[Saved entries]
((
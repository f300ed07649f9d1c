//! Padded-board step offsets for every piece kind.
//!
//! One row step is `10`, one file step is `1`; the sentinel border absorbs any
//! step that leaves the playing area.

use crate::game_state::chess_types::{Color, PieceKind};

pub const KNIGHT_OFFSETS: [i8; 8] = [-21, -19, -12, -8, 8, 12, 19, 21];
pub const BISHOP_OFFSETS: [i8; 4] = [-11, -9, 9, 11];
pub const ROOK_OFFSETS: [i8; 4] = [-10, -1, 1, 10];
pub const KING_OFFSETS: [i8; 8] = [-11, -10, -9, -1, 1, 9, 10, 11];
pub const QUEEN_OFFSETS: [i8; 8] = KING_OFFSETS;

/// Diagonal steps on which a pawn of `color` captures.
#[inline]
pub const fn pawn_capture_offsets(color: Color) -> [i8; 2] {
    match color {
        Color::White => [-9, -11],
        Color::Black => [9, 11],
    }
}

/// Ray directions for a sliding piece kind, empty for the others.
#[inline]
pub fn slider_offsets(kind: PieceKind) -> &'static [i8] {
    match kind {
        PieceKind::Bishop => &BISHOP_OFFSETS,
        PieceKind::Rook => &ROOK_OFFSETS,
        PieceKind::Queen => &QUEEN_OFFSETS,
        _ => &[],
    }
}

#[inline]
pub const fn is_diagonal(direction: i8) -> bool {
    matches!(direction, -11 | -9 | 9 | 11)
}

#[inline]
pub const fn is_orthogonal(direction: i8) -> bool {
    matches!(direction, -10 | -1 | 1 | 10)
}

#[cfg(test)]
mod tests {
    use super::*;

    #[test]
    fn ray_directions_split_into_diagonals_and_lines() {
        assert!(BISHOP_OFFSETS.iter().all(|&d| is_diagonal(d)));
        assert!(ROOK_OFFSETS.iter().all(|&d| is_orthogonal(d)));
        assert_eq!(slider_offsets(PieceKind::Queen).len(), 8);
        assert!(slider_offsets(PieceKind::Knight).is_empty());
    }
}
//! Zobrist hashing support for fast position identity and repetition tracking.
//!
//! The keys are generated from a fixed seed so hashes are deterministic across
//! runs, which is useful for testing and debugging.

use std::sync::OnceLock;

use crate::game_state::board_geometry::{dense_index, file_of};
use crate::game_state::{chess_types::*, game_state::GameState};

#[derive(Debug)]
struct ZobristTables {
    piece_square: [[u64; 64]; Piece::COUNT],
    side_to_move: u64,
    castling: [u64; 16],
    en_passant_file: [u64; 8],
}

static TABLES: OnceLock<ZobristTables> = OnceLock::new();

#[inline]
fn tables() -> &'static ZobristTables {
    TABLES.get_or_init(build_tables)
}

fn build_tables() -> ZobristTables {
    let mut seed: u64 = 0x9E37_79B9_7F4A_7C15;

    let mut piece_square = [[0u64; 64]; Piece::COUNT];
    for piece in &mut piece_square {
        for sq in piece {
            *sq = next_random_u64(&mut seed);
        }
    }

    let side_to_move = next_random_u64(&mut seed);

    let mut castling = [0u64; 16];
    for key in &mut castling {
        *key = next_random_u64(&mut seed);
    }

    let mut en_passant_file = [0u64; 8];
    for key in &mut en_passant_file {
        *key = next_random_u64(&mut seed);
    }

    ZobristTables {
        piece_square,
        side_to_move,
        castling,
        en_passant_file,
    }
}

#[inline]
fn next_random_u64(state: &mut u64) -> u64 {
    // splitmix64
    *state = state.wrapping_add(0x9E37_79B9_7F4A_7C15);
    let mut z = *state;
    z = (z ^ (z >> 30)).wrapping_mul(0xBF58_476D_1CE4_E5B9);
    z = (z ^ (z >> 27)).wrapping_mul(0x94D0_49BB_1331_11EB);
    z ^ (z >> 31)
}

/// Return the Zobrist key for a piece standing on a padded square.
#[inline]
pub fn piece_square_key(piece: Piece, square: Square) -> u64 {
    tables().piece_square[piece.index()][dense_index(square) as usize]
}

/// Return the Zobrist key contribution for castling rights mask (`0..=15`).
#[inline]
pub fn castling_key(castling_rights: CastlingRights) -> u64 {
    tables().castling[(castling_rights & CASTLE_ALL) as usize]
}

/// Return the Zobrist key contribution for an en-passant square's file.
#[inline]
pub fn en_passant_key(square: Square) -> u64 {
    tables().en_passant_file[file_of(square) as usize]
}

/// Return the side-to-move toggle key (xor in when Black is to move).
#[inline]
pub fn side_to_move_key() -> u64 {
    tables().side_to_move
}

/// Compute the full position Zobrist key from the complete game state.
pub fn compute_zobrist_key(game_state: &GameState) -> u64 {
    let mut key = 0u64;

    for piece in Piece::all() {
        for &square in game_state.squares_of(piece) {
            key ^= piece_square_key(piece, square);
        }
    }

    if game_state.side_to_move == Color::Black {
        key ^= side_to_move_key();
    }

    key ^= castling_key(game_state.castling_rights);

    if let Some(ep_square) = game_state.en_passant_square {
        key ^= en_passant_key(ep_square);
    }

    key
}

#[cfg(test)]
mod tests {
    use super::compute_zobrist_key;
    use crate::game_state::game_state::GameState;
    use crate::move_generation::legal_move_apply::make_move;
    use crate::utils::long_algebraic::long_algebraic_to_move;

    #[test]
    fn starting_position_hash_is_deterministic() {
        let a = GameState::new_game();
        let b = GameState::new_game();
        assert_eq!(a.zobrist_key, b.zobrist_key);
        assert_eq!(a.zobrist_key, compute_zobrist_key(&a));
    }

    #[test]
    fn side_to_move_changes_hash() {
        let w = GameState::from_fen("4k3/8/8/8/8/8/8/4K3 w - - 0 1").expect("FEN should parse");
        let b = GameState::from_fen("4k3/8/8/8/8/8/8/4K3 b - - 0 1").expect("FEN should parse");
        assert_ne!(w.zobrist_key, b.zobrist_key);
    }

    #[test]
    fn castling_rights_change_hash() {
        let with_rights =
            GameState::from_fen("4k3/8/8/8/8/8/8/R3K2R w KQ - 0 1").expect("FEN should parse");
        let without_rights =
            GameState::from_fen("4k3/8/8/8/8/8/8/R3K2R w - - 0 1").expect("FEN should parse");
        assert_ne!(with_rights.zobrist_key, without_rights.zobrist_key);
    }

    #[test]
    fn en_passant_file_changes_hash() {
        let no_ep =
            GameState::from_fen("4k3/8/8/3pP3/8/8/8/4K3 w - - 0 1").expect("FEN should parse");
        let ep =
            GameState::from_fen("4k3/8/8/3pP3/8/8/8/4K3 w - d6 0 1").expect("FEN should parse");
        assert_ne!(no_ep.zobrist_key, ep.zobrist_key);
    }

    #[test]
    fn recompute_matches_after_make_move() {
        let mut game = GameState::new_game();
        for text in ["e2e4", "c7c5", "e4e5", "d7d5", "e5d6", "e7d6", "g1f3"] {
            let mv = long_algebraic_to_move(&game, text).expect("move should parse");
            make_move(&mut game, mv);
            assert_eq!(game.zobrist_key, compute_zobrist_key(&game), "after {text}");
        }
    }
}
))
Could you write out exactly the lines above, starting at the first one and ending with the line that has "static TABLES: OnceLock<ZobristTables>"?

ANSWER TO THIS PROBLEM:
repository f300ed07649f9d1c
//! Padded-board step offsets for every piece kind.
//!
//! One row step is `10`, one file step is `1`; the sentinel border absorbs any
//! step that leaves the playing area.

use crate::game_state::chess_types::{Color, PieceKind};

pub const KNIGHT_OFFSETS: [i8; 8] = [-21, -19, -12, -8, 8, 12, 19, 21];
pub const BISHOP_OFFSETS: [i8; 4] = [-11, -9, 9, 11];
pub const ROOK_OFFSETS: [i8; 4] = [-10, -1, 1, 10];
pub const KING_OFFSETS: [i8; 8] = [-11, -10, -9, -1, 1, 9, 10, 11];
pub const QUEEN_OFFSETS: [i8; 8] = KING_OFFSETS;

/// Diagonal steps on which a pawn of `color` captures.
#[inline]
pub const fn pawn_capture_offsets(color: Color) -> [i8; 2] {
    match color {
        Color::White => [-9, -11],
        Color::Black => [9, 11],
    }
}

/// Ray directions for a sliding piece kind, empty for the others.
#[inline]
pub fn slider_offsets(kind: PieceKind) -> &'static [i8] {
    match kind {
        PieceKind::Bishop => &BISHOP_OFFSETS,
        PieceKind::Rook => &ROOK_OFFSETS,
        PieceKind::Queen => &QUEEN_OFFSETS,
        _ => &[],
    }
}

#[inline]
pub const fn is_diagonal(direction: i8) -> bool {
    matches!(direction, -11 | -9 | 9 | 11)
}

#[inline]
pub const fn is_orthogonal(direction: i8) -> bool {
    matches!(direction, -10 | -1 | 1 | 10)
}

#[cfg(test)]
mod tests {
    use super::*;

    #[test]
    fn ray_directions_split_into_diagonals_and_lines() {
        assert!(BISHOP_OFFSETS.iter().all(|&d| is_diagonal(d)));
        assert!(ROOK_OFFSETS.iter().all(|&d| is_orthogonal(d)));
        assert_eq!(slider_offsets(PieceKind::Queen).len(), 8);
        assert!(slider_offsets(PieceKind::Knight).is_empty());
    }
}
//! Zobrist hashing support for fast position identity and repetition tracking.
//!
//! The keys are generated from a fixed seed so hashes are deterministic across
//! runs, which is useful for testing and debugging.

use std::sync::OnceLock;

use crate::game_state::board_geometry::{dense_index, file_of};
use crate::game_state::{chess_types::*, game_state::GameState};

#[derive(Debug)]
struct ZobristTables {
    piece_square: [[u64; 64]; Piece::COUNT],
    side_to_move: u64,
    castling: [u64; 16],
    en_passant_file: [u64; 8],
}

static TABLES: OnceLock<ZobristTables> = OnceLock::new();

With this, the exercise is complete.